Neoliberalism and Post-Soviet Transition

Download Neoliberalism and Post-Soviet Transition PDF Online Free

Author :
Publisher : Springer
ISBN 13 : 3319692216
Total Pages : 202 pages
Book Rating : 4.3/5 (196 download)

DOWNLOAD NOW!


Book Synopsis Neoliberalism and Post-Soviet Transition by : Wumaier Yilamu

Download or read book Neoliberalism and Post-Soviet Transition written by Wumaier Yilamu and published by Springer. This book was released on 2017-12-06 with total page 202 pages. Available in PDF, EPUB and Kindle. Book excerpt: This collection emphasizes a cross-disciplinary approach to the problem of scale, with essays ranging in subject matter from literature to film, architecture, the plastic arts, philosophy, and scientific and political writing. Its contributors consider a variety of issues provoked by the sudden and pressing shifts in scale brought on by globalization and the era of the Anthropocene, including: the difficulties of defining the concept of scale; the challenges that shifts in scale pose to knowledge formation; the role of scale in mediating individual subjectivity and agency; the barriers to understanding objects existing in scalar realms different from our own; the role of scale in mediating the relationship between humans and the environment; and the nature of power, authority, and democracy at different social scales.

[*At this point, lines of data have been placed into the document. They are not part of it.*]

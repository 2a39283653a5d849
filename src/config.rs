use crate::domain::Version;
use crate::error::{Result, SitePublishError};
use crate::tools::ToolRequirement;
use serde::{Deserialize, Serialize};
use std::fs;
use std::path::{Path, PathBuf};

/// File name looked up in the project root
pub const CONFIG_FILE_NAME: &str = "sitepublish.toml";

/// Represents the complete configuration for site-publish.
///
/// Every section falls back to defaults matching the site's layout, so an
/// empty file (or none at all) is a valid configuration.
#[derive(Debug, Deserialize, Serialize, Clone, PartialEq, Default)]
pub struct Config {
    #[serde(default)]
    pub build: BuildConfig,

    #[serde(default)]
    pub css: CssConfig,

    #[serde(default)]
    pub toolchain: ToolchainConfig,

    #[serde(default)]
    pub deploy: DeployConfig,

    #[serde(default)]
    pub server: ServerConfig,
}

/// A set of glob patterns copied into the build tree as one step.
///
/// Patterns are relative to the project root. A match equal to or beneath an
/// `exclude` entry is skipped.
#[derive(Debug, Deserialize, Serialize, Clone, PartialEq, Default)]
pub struct CopyGroup {
    #[serde(default)]
    pub patterns: Vec<String>,

    #[serde(default)]
    pub exclude: Vec<PathBuf>,
}

impl CopyGroup {
    pub fn new<I, S>(patterns: I) -> Self
    where
        I: IntoIterator<Item = S>,
        S: Into<String>,
    {
        CopyGroup {
            patterns: patterns.into_iter().map(Into::into).collect(),
            exclude: Vec::new(),
        }
    }

    pub fn excluding(mut self, path: impl Into<PathBuf>) -> Self {
        self.exclude.push(path.into());
        self
    }
}

/// Build tree layout and the file groups copied into it.
#[derive(Debug, Deserialize, Serialize, Clone, PartialEq)]
#[serde(default)]
pub struct BuildConfig {
    pub build_dir: PathBuf,
    pub staging_dir: PathBuf,
    /// Leftovers of previous local runs, removed before every build
    pub clean: Vec<PathBuf>,
    pub static_files: CopyGroup,
    pub sources: CopyGroup,
    pub templates: CopyGroup,
}

impl Default for BuildConfig {
    fn default() -> Self {
        BuildConfig {
            build_dir: PathBuf::from("build"),
            staging_dir: PathBuf::from("build-staging"),
            clean: vec![PathBuf::from("static/video_thumbnails/thumb")],
            static_files: CopyGroup::new(["static/*"]).excluding("static/css"),
            sources: CopyGroup::new(["*.py", "util/*.py", "requirements.txt"])
                .excluding("build.py"),
            templates: CopyGroup::new(["templates"]),
        }
    }
}

/// Stylesheet concatenation, dead-code elimination and minification.
#[derive(Debug, Deserialize, Serialize, Clone, PartialEq)]
#[serde(default)]
pub struct CssConfig {
    pub stylesheets: Vec<String>,
    /// Final stylesheet location inside the build tree
    pub output: PathBuf,
    pub purge_command: String,
    pub minify_command: String,
    pub minify_config: PathBuf,
    /// Minifier plugins that must be resolvable before building
    pub plugins: Vec<String>,
    pub keep_staging: bool,
}

impl Default for CssConfig {
    fn default() -> Self {
        CssConfig {
            stylesheets: vec!["static/css/*".to_string()],
            output: PathBuf::from("static/css/sum.css"),
            purge_command: "purgecss".to_string(),
            minify_command: "postcss".to_string(),
            minify_config: PathBuf::from("postcss.config.js"),
            plugins: vec!["cssnano".to_string()],
            keep_staging: false,
        }
    }
}

/// A globally installed package and its minimum version
#[derive(Debug, Deserialize, Serialize, Clone, PartialEq)]
pub struct PackageRequirement {
    pub name: String,
    pub minimum: Version,
}

impl PackageRequirement {
    pub fn new(name: impl Into<String>, minimum: Version) -> Self {
        PackageRequirement {
            name: name.into(),
            minimum,
        }
    }
}

/// Preflight requirements for the local toolchain.
#[derive(Debug, Deserialize, Serialize, Clone, PartialEq)]
#[serde(default)]
pub struct ToolchainConfig {
    pub package_manager: ToolRequirement,
    pub runtime: ToolRequirement,
    pub packages: Vec<PackageRequirement>,
    pub tools: Vec<ToolRequirement>,
}

impl Default for ToolchainConfig {
    fn default() -> Self {
        ToolchainConfig {
            package_manager: ToolRequirement::new("npm", "-v", Version::new(5, 6, 0)),
            runtime: ToolRequirement::new("node", "-v", Version::new(8, 11, 0)).with_prefix("v"),
            packages: vec![
                PackageRequirement::new("cssnano", Version::new(4, 0, 0)),
                PackageRequirement::new("cssnano-preset-advanced", Version::new(4, 0, 0)),
                PackageRequirement::new("postcss-cli", Version::new(5, 0, 1)),
                PackageRequirement::new("purgecss", Version::new(1, 0, 1)),
            ],
            tools: vec![
                ToolRequirement::new("purgecss", "-v", Version::new(1, 0, 1)),
                ToolRequirement::new("postcss", "--version", Version::new(5, 0, 1)),
            ],
        }
    }
}

/// Remote side of a deploy.
///
/// `service_control` accepts `{action}` (`stop`/`start`) and `{service}`;
/// `dependency_update` accepts `{path}`, the remote deploy path.
#[derive(Debug, Deserialize, Serialize, Clone, PartialEq)]
#[serde(default)]
pub struct DeployConfig {
    pub service: Option<String>,
    pub service_control: String,
    pub dependency_update: String,
    pub known_hosts: PathBuf,
    pub port: u16,
}

impl Default for DeployConfig {
    fn default() -> Self {
        DeployConfig {
            service: Some("connorwfitzgerald.com".to_string()),
            service_control: "supervisorctl {action} {service}".to_string(),
            dependency_update: "bash -c 'source {path}/venv/bin/activate && \
                                pip install -r {path}/requirements.txt && deactivate'"
                .to_string(),
            known_hosts: PathBuf::from("known_hosts"),
            port: 22,
        }
    }
}

/// Local dev server started from inside the build tree.
#[derive(Debug, Deserialize, Serialize, Clone, PartialEq)]
#[serde(default)]
pub struct ServerConfig {
    pub command: Vec<String>,
}

impl Default for ServerConfig {
    fn default() -> Self {
        ServerConfig {
            command: vec!["python3".to_string(), "app.py".to_string()],
        }
    }
}

impl Config {
    /// Parse a configuration from TOML text.
    pub fn from_toml(text: &str) -> Result<Config> {
        let config: Config = toml::from_str(text)
            .map_err(|e| SitePublishError::config(format!("Invalid {}: {}", CONFIG_FILE_NAME, e)))?;
        config.validate()?;
        Ok(config)
    }

    /// Reject settings the pipeline cannot act on.
    pub fn validate(&self) -> Result<()> {
        if self.build.build_dir.as_os_str().is_empty() {
            return Err(SitePublishError::config("build.build_dir must not be empty"));
        }
        if self.build.staging_dir.as_os_str().is_empty() {
            return Err(SitePublishError::config("build.staging_dir must not be empty"));
        }
        if self.build.build_dir == self.build.staging_dir {
            return Err(SitePublishError::config(
                "build.build_dir and build.staging_dir must differ",
            ));
        }
        if self.server.command.is_empty() {
            return Err(SitePublishError::config("server.command must not be empty"));
        }
        if self.toolchain.package_manager.command.is_empty() {
            return Err(SitePublishError::config(
                "toolchain.package_manager.command must not be empty",
            ));
        }
        Ok(())
    }
}

/// Loads configuration from file or returns defaults.
///
/// Attempts to load configuration in the following order:
/// 1. Custom path provided as parameter
/// 2. `sitepublish.toml` in the project root
/// 3. `.sitepublish.toml` in the user config directory
/// 4. Default configuration if no file found
///
/// # Returns
/// * `Ok(Config)` - Loaded or default configuration
/// * `Err` - If file exists but cannot be read, parsed or validated
pub fn load_config(config_path: Option<&str>, root: &Path) -> Result<Config> {
    let project_config = root.join(CONFIG_FILE_NAME);

    let config_str = if let Some(path) = config_path {
        fs::read_to_string(path)?
    } else if project_config.exists() {
        fs::read_to_string(project_config)?
    } else if let Some(config_dir) = dirs::config_dir() {
        let config_path = config_dir.join(format!(".{}", CONFIG_FILE_NAME));
        if config_path.exists() {
            fs::read_to_string(config_path)?
        } else {
            return Ok(Config::default());
        }
    } else {
        return Ok(Config::default());
    };

    Config::from_toml(&config_str)
}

Neoliberalism, Accountability, and Reform Failures in Emerging Markets

Download Neoliberalism, Accountability, and Reform Failures in Emerging Markets PDF Online Free

Author :
Publisher : Penn State Press
ISBN 13 : 0271062851
Total Pages : 309 pages
Book Rating : 4.2/5 (71 download)

DOWNLOAD NOW!


Book Synopsis Neoliberalism, Accountability, and Reform Failures in Emerging Markets by : Luigi Manzetti

Download or read book Neoliberalism, Accountability, and Reform Failures in Emerging Markets written by Luigi Manzetti and published by Penn State Press. This book was released on 2010-04-02 with total page 309 pages. Available in PDF, EPUB and Kindle. Book excerpt: The agenda of neoliberal market reform known as the Washington Consensus, which was meant to turn around the economies of developing and postcommunist countries and provide the bedrock of economic success on which stable democracies could be built, has largely proved to be a failure, with Russia and many Latin American countries like Argentina left in severe economic crisis by the end of the 1990s. Some proponents of neoliberal reform, such as Anne Krueger, have attributed this failure to the piecemeal and incomplete implementation of reform measures, while others, including Nobel Prize economist and former World Bank vice president Joseph Stiglitz, have pointed to technical flaws in the policies. While both of these assessments focus narrowly on economic factors, Luigi Manzetti highlights the crucial importance of political institutions and processes to a fully adequate explanation. His argument is that the ideology of neoliberal reform, rooted in the theories of Friedrich von Hayek and Milton Friedman, assumed political checks and balances that did not exist in many of these countries undergoing market reform, and that only by taking political accountability as an influential variable in the equation for success can we really understand what happened. Where accountability was weak, patterns of corruption, collusion, and patronage worked to undermine the intended aims of market reform. Manzetti uses both large N statistical analyses and small N case studies (of Argentina, Chile, and Russia) to provide empirical evidence for his argument.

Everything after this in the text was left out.